### WHAT IS NEEDED
All of the records must be repeated exactly.

### PROVIDED ENTRIES
+---+
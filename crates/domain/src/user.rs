//! User domain types and validation rules.

use std::collections::BTreeSet;

use aesthub_core::{AppError, AppResult, NonEmptyString};
use serde::{Deserialize, Serialize};
use uuid::Uuid;

use crate::{AppId, Permission, RoleId};

/// Unique identifier for a user record.
#[derive(Debug, Clone, PartialEq, Eq, Hash, PartialOrd, Ord, Serialize, Deserialize)]
pub struct UserId(String);

impl UserId {
    /// Creates a validated user identifier from an existing value.
    pub fn new(value: impl Into<String>) -> AppResult<Self> {
        Ok(Self(NonEmptyString::new(value)?.into()))
    }

    /// Generates a fresh random user identifier.
    #[must_use]
    pub fn generate() -> Self {
        Self(Uuid::new_v4().to_string())
    }

    /// Returns the underlying identifier string.
    #[must_use]
    pub fn as_str(&self) -> &str {
        self.0.as_str()
    }
}

impl std::fmt::Display for UserId {
    fn fmt(&self, formatter: &mut std::fmt::Formatter<'_>) -> std::fmt::Result {
        write!(formatter, "{}", self.0)
    }
}

/// Validated phone number.
///
/// Accepts an optional leading `+` followed by 6 to 20 digits. Separators
/// and extensions are not accepted; callers normalize before constructing.
#[derive(Debug, Clone, PartialEq, Eq, Hash, Serialize, Deserialize)]
pub struct PhoneNumber(String);

impl PhoneNumber {
    /// Creates a validated phone number.
    pub fn new(value: impl Into<String>) -> AppResult<Self> {
        let value = value.into();
        let trimmed = value.trim();

        if trimmed.is_empty() {
            return Err(AppError::Validation(
                "phone number must not be empty".to_owned(),
            ));
        }

        let digits = trimmed.strip_prefix('+').unwrap_or(trimmed);

        if digits.is_empty() || !digits.chars().all(|character| character.is_ascii_digit()) {
            return Err(AppError::Validation(format!(
                "phone number '{trimmed}' must contain only digits after an optional '+'"
            )));
        }

        if digits.len() < 6 || digits.len() > 20 {
            return Err(AppError::Validation(
                "phone number must contain between 6 and 20 digits".to_owned(),
            ));
        }

        Ok(Self(trimmed.to_owned()))
    }

    /// Returns the validated phone string.
    #[must_use]
    pub fn as_str(&self) -> &str {
        self.0.as_str()
    }
}

impl std::fmt::Display for PhoneNumber {
    fn fmt(&self, formatter: &mut std::fmt::Formatter<'_>) -> std::fmt::Result {
        write!(formatter, "{}", self.0)
    }
}

/// Data visibility scope attached to a user record.
#[derive(Debug, Clone, Copy, PartialEq, Eq, Serialize, Deserialize)]
#[serde(rename_all = "snake_case")]
pub enum DataScope {
    /// Sees every record in the institution.
    All,
    /// Sees only records assigned to them.
    Assigned,
}

impl DataScope {
    /// Returns a stable storage value for this scope.
    #[must_use]
    pub fn as_str(&self) -> &'static str {
        match self {
            Self::All => "all",
            Self::Assigned => "assigned",
        }
    }
}

/// One principal in the system.
///
/// Every user references exactly one role from the catalog. The
/// `extra_app_ids` and `extra_permissions` sets are per-user supplements
/// layered additively over the role's base grants; there is no mechanism to
/// revoke a base grant per user.
#[derive(Debug, Clone, PartialEq, Eq, Serialize, Deserialize)]
pub struct User {
    id: UserId,
    name: NonEmptyString,
    phone: Option<PhoneNumber>,
    role_id: RoleId,
    data_scope: DataScope,
    extra_app_ids: BTreeSet<AppId>,
    extra_permissions: BTreeSet<Permission>,
}

impl User {
    /// Creates a user record with no supplements.
    pub fn new(
        id: UserId,
        name: impl Into<String>,
        phone: Option<PhoneNumber>,
        role_id: RoleId,
        data_scope: DataScope,
    ) -> AppResult<Self> {
        Ok(Self {
            id,
            name: NonEmptyString::new(name)?,
            phone,
            role_id,
            data_scope,
            extra_app_ids: BTreeSet::new(),
            extra_permissions: BTreeSet::new(),
        })
    }

    /// Returns the stable user identifier.
    #[must_use]
    pub fn id(&self) -> &UserId {
        &self.id
    }

    /// Returns the display name.
    #[must_use]
    pub fn name(&self) -> &str {
        self.name.as_str()
    }

    /// Returns the registered phone number, if any.
    #[must_use]
    pub fn phone(&self) -> Option<&PhoneNumber> {
        self.phone.as_ref()
    }

    /// Returns the referenced role identifier.
    #[must_use]
    pub fn role_id(&self) -> &RoleId {
        &self.role_id
    }

    /// Returns the data visibility scope.
    #[must_use]
    pub fn data_scope(&self) -> DataScope {
        self.data_scope
    }

    /// Returns the per-user supplemental application grants.
    #[must_use]
    pub fn extra_app_ids(&self) -> &BTreeSet<AppId> {
        &self.extra_app_ids
    }

    /// Returns the per-user supplemental permissions.
    #[must_use]
    pub fn extra_permissions(&self) -> &BTreeSet<Permission> {
        &self.extra_permissions
    }

    /// Grants a supplemental permission. Returns `false` when the user
    /// already held the supplement.
    pub fn grant_extra_permission(&mut self, permission: Permission) -> bool {
        self.extra_permissions.insert(permission)
    }

    /// Grants a supplemental application. Returns `false` when the user
    /// already held the supplement.
    pub fn grant_extra_app(&mut self, app_id: AppId) -> bool {
        self.extra_app_ids.insert(app_id)
    }
}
+---+
### FINISHED EXERCISE
filename crates/domain/src/user.rs
//! User domain types and validation rules.

use std::collections::BTreeSet;

use aesthub_core::{AppError, AppResult, NonEmptyString};
use serde::{Deserialize, Serialize};
use uuid::Uuid;

use crate::{AppId, Permission, RoleId};

/// Unique identifier for a user record.
#[derive(Debug, Clone, PartialEq, Eq, Hash, PartialOrd, Ord, Serialize, Deserialize)]
pub struct UserId(String);

impl UserId {
    /// Creates a validated user identifier from an existing value.
    pub fn new(value: impl Into<String>) -> AppResult<Self> {
        Ok(Self(NonEmptyString::new(value)?.into()))
    }

    /// Generates a fresh random user identifier.
    #[must_use]
    pub fn generate() -> Self {
        Self(Uuid::new_v4().to_string())
    }

    /// Returns the underlying identifier string.
    #[must_use]
    pub fn as_str(&self) -> &str {
        self.0.as_str()
    }
}

impl std::fmt::Display for UserId {
    fn fmt(&self, formatter: &mut std::fmt::Formatter<'_>) -> std::fmt::Result {
        write!(formatter, "{}", self.0)
    }
}

/// Validated phone number.
///
/// Accepts an optional leading `+` followed by 6 to 20 digits. Separators
/// and extensions are not accepted; callers normalize before constructing.
#[derive(Debug, Clone, PartialEq, Eq, Hash, Serialize, Deserialize)]
pub struct PhoneNumber(String);

impl PhoneNumber {
    /// Creates a validated phone number.
    pub fn new(value: impl Into<String>) -> AppResult<Self> {
        let value = value.into();
        let trimmed = value.trim();

        if trimmed.is_empty() {
            return Err(AppError::Validation(
                "phone number must not be empty".to_owned(),
            ));
        }

        let digits = trimmed.strip_prefix('+').unwrap_or(trimmed);

        if digits.is_empty() || !digits.chars().all(|character| character.is_ascii_digit()) {
            return Err(AppError::Validation(format!(
                "phone number '{trimmed}' must contain only digits after an optional '+'"
            )));
        }

        if digits.len() < 6 || digits.len() > 20 {
            return Err(AppError::Validation(
                "phone number must contain between 6 and 20 digits".to_owned(),
            ));
        }

        Ok(Self(trimmed.to_owned()))
    }

    /// Returns the validated phone string.
    #[must_use]
    pub fn as_str(&self) -> &str {
        self.0.as_str()
    }
}

impl std::fmt::Display for PhoneNumber {
    fn fmt(&self, formatter: &mut std::fmt::Formatter<'_>) -> std::fmt::Result {
        write!(formatter, "{}", self.0)
    }
}

/// Data visibility scope attached to a user record.
#[derive(Debug, Clone, Copy, PartialEq, Eq, Serialize, Deserialize)]
#[serde(rename_all = "snake_case")]
pub enum DataScope {
    /// Sees every record in the institution.
    All,
    /// Sees only records assigned to them.
    Assigned,
}

impl DataScope {
    /// Returns a stable storage value for this scope.
    #[must_use]
    pub fn as_str(&self) -> &'static str {
        match self {
            Self::All => "all",
            Self::Assigned => "assigned",
        }
    }
}

/// One principal in the system.
///
/// Every user references exactly one role from the catalog. The
/// `extra_app_ids` and `extra_permissions` sets are per-user supplements
/// layered additively over the role's base grants; there is no mechanism to
/// revoke a base grant per user.
#[derive(Debug, Clone, PartialEq, Eq, Serialize, Deserialize)]
pub struct User {
    id: UserId,
    name: NonEmptyString,
    phone: Option<PhoneNumber>,
    role_id: RoleId,
    data_scope: DataScope,
    extra_app_ids: BTreeSet<AppId>,
    extra_permissions: BTreeSet<Permission>,
}

impl User {
    /// Creates a user record with no supplements.
    pub fn new(
        id: UserId,
        name: impl Into<String>,
        phone: Option<PhoneNumber>,
        role_id: RoleId,
        data_scope: DataScope,
    ) -> AppResult<Self> {
        Ok(Self {
            id,
            name: NonEmptyString::new(name)?,
            phone,
            role_id,
            data_scope,
            extra_app_ids: BTreeSet::new(),
            extra_permissions: BTreeSet::new(),
        })
    }

    /// Returns the stable user identifier.
    #[must_use]
    pub fn id(&self) -> &UserId {
        &self.id
    }

    /// Returns the display name.
    #[must_use]
    pub fn name(&self) -> &str {
        self.name.as_str()
    }

    /// Returns the registered phone number, if any.
    #[must_use]
    pub fn phone(&self) -> Option<&PhoneNumber> {
        self.phone.as_ref()
    }

    /// Returns the referenced role identifier.
    #[must_use]
    pub fn role_id(&self) -> &RoleId {
        &self.role_id
    }

    /// Returns the data visibility scope.
    #[must_use]
    pub fn data_scope(&self) -> DataScope {
        self.data_scope
    }

    /// Returns the per-user supplemental application grants.
    #[must_use]
    pub fn extra_app_ids(&self) -> &BTreeSet<AppId> {
        &self.extra_app_ids
    }

    /// Returns the per-user supplemental permissions.
    #[must_use]
    pub fn extra_permissions(&self) -> &BTreeSet<Permission> {
        &self.extra_permissions
    }

    /// Grants a supplemental permission. Returns `false` when the user
    /// already held the supplement.
    pub fn grant_extra_permission(&mut self, permission: Permission) -> bool {
        self.extra_permissions.insert(permission)
    }

    /// Grants a supplemental application. Returns `false` when the user
    /// already held the supplement.
    pub fn grant_extra_app(&mut self, app_id: AppId) -> bool {
        self.extra_app_ids.insert(app_id)
    }
}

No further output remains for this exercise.